(Beginning of DATA PROVIDED)

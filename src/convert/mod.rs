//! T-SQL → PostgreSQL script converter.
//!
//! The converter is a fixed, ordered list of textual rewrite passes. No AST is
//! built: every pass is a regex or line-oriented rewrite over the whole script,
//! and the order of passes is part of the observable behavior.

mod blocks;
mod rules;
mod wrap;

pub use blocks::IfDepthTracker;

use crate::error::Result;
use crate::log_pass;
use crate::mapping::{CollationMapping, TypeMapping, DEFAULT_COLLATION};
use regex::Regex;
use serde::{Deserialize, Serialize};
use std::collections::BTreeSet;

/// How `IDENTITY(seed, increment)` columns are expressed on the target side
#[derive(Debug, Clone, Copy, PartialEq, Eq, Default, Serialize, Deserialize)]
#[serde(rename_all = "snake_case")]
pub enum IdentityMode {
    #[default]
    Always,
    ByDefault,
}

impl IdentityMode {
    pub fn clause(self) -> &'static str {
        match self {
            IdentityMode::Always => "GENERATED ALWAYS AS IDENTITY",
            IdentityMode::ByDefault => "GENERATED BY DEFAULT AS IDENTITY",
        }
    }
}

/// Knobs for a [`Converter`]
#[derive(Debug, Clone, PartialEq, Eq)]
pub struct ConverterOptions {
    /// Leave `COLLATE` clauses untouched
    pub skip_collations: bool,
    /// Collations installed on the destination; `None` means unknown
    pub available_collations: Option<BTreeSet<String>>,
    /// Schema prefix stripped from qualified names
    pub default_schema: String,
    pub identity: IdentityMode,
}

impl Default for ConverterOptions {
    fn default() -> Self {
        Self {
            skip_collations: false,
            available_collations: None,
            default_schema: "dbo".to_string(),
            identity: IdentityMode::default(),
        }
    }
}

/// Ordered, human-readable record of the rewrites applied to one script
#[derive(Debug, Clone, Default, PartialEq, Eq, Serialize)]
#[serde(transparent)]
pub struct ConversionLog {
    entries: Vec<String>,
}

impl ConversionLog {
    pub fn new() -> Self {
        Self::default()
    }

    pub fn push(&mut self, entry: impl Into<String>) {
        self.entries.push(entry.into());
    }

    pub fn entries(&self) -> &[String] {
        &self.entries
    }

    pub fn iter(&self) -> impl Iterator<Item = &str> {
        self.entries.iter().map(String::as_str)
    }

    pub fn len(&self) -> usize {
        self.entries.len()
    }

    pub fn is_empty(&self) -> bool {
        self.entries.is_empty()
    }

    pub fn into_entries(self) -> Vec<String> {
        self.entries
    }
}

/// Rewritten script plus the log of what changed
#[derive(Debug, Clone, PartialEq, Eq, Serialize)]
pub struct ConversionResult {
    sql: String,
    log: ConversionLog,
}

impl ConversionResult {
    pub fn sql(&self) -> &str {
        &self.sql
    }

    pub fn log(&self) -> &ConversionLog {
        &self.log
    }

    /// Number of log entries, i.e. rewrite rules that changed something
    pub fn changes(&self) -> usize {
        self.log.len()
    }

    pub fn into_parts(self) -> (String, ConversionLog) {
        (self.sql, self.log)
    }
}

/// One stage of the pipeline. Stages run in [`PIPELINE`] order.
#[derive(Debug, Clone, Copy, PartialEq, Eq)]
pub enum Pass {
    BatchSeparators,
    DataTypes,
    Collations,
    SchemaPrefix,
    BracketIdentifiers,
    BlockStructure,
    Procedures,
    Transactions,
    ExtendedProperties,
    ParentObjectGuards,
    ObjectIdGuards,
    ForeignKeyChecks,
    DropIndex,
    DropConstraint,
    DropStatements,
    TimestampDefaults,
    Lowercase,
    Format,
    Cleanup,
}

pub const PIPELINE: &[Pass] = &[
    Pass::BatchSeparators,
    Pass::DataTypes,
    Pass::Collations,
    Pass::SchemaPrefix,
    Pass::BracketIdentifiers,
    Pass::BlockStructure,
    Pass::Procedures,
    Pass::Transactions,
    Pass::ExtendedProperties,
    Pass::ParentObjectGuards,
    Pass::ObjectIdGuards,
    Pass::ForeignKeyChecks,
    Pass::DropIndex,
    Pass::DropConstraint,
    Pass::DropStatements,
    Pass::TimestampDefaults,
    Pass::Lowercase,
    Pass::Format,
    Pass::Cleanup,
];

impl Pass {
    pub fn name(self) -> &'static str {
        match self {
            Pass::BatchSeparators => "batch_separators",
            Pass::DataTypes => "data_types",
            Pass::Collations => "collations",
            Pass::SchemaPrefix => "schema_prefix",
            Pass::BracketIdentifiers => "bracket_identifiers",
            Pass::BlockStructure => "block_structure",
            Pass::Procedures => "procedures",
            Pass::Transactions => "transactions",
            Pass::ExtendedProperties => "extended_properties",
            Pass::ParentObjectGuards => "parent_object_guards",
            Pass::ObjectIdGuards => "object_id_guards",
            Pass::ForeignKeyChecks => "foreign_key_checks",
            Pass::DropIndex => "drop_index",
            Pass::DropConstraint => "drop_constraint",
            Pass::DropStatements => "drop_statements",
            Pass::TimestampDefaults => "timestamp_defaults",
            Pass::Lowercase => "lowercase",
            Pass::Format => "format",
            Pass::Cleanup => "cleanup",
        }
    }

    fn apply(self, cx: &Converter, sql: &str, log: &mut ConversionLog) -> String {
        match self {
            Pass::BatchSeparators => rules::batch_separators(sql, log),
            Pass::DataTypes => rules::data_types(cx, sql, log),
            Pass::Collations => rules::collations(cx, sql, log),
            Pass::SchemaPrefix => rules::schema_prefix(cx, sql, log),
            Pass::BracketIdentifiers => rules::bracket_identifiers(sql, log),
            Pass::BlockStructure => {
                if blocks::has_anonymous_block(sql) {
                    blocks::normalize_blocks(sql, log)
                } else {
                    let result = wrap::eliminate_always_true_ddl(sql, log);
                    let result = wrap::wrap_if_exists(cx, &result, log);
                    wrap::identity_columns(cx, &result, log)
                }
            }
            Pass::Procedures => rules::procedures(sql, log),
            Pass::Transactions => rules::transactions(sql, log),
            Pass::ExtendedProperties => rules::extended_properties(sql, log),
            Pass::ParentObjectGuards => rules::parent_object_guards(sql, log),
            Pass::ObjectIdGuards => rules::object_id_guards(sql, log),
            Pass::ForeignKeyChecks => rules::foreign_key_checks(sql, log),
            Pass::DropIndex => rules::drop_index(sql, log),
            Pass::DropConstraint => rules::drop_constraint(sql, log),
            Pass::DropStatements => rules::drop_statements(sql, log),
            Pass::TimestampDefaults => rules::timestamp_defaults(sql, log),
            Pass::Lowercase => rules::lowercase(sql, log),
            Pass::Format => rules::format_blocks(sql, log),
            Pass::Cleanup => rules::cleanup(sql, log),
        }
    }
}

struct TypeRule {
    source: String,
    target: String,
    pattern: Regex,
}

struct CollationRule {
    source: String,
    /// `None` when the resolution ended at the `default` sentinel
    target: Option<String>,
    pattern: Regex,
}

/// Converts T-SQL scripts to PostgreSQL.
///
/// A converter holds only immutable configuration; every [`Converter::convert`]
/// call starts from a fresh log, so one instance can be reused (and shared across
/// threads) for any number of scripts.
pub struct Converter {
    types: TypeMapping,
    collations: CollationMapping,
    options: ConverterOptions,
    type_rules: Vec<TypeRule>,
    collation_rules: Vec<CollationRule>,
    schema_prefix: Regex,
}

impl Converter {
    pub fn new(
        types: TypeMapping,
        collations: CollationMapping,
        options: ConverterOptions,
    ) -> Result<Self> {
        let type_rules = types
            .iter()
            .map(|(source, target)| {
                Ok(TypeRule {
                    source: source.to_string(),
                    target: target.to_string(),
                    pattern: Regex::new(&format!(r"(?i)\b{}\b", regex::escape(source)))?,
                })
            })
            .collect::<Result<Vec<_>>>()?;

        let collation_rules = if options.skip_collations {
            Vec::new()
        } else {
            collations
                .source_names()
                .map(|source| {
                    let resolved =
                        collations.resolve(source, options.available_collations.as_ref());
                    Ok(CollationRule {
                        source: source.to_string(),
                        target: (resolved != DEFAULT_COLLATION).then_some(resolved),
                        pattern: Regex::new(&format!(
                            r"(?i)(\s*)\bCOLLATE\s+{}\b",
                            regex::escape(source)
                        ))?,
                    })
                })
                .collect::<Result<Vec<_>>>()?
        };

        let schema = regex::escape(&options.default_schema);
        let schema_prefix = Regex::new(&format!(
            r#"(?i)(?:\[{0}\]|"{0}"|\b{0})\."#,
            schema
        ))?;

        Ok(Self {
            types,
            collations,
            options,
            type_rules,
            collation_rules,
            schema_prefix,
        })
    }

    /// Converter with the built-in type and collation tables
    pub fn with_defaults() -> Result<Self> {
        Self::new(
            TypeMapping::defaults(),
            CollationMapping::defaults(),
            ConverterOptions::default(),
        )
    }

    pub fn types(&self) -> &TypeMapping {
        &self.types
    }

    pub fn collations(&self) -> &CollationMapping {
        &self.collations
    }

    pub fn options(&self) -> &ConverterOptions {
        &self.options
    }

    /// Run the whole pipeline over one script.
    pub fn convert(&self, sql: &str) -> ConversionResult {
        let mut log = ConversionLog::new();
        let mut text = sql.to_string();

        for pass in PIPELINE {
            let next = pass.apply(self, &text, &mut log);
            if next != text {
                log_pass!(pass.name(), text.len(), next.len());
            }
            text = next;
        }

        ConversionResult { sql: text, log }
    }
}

(End of DATA PROVIDED)

With the string "DropStatements" as the key, filter the data above and show the lines that match.

    DropStatements,
    Pass::DropStatements,
            Pass::DropStatements => "drop_statements",
            Pass::DropStatements => rules::drop_statements(sql, log),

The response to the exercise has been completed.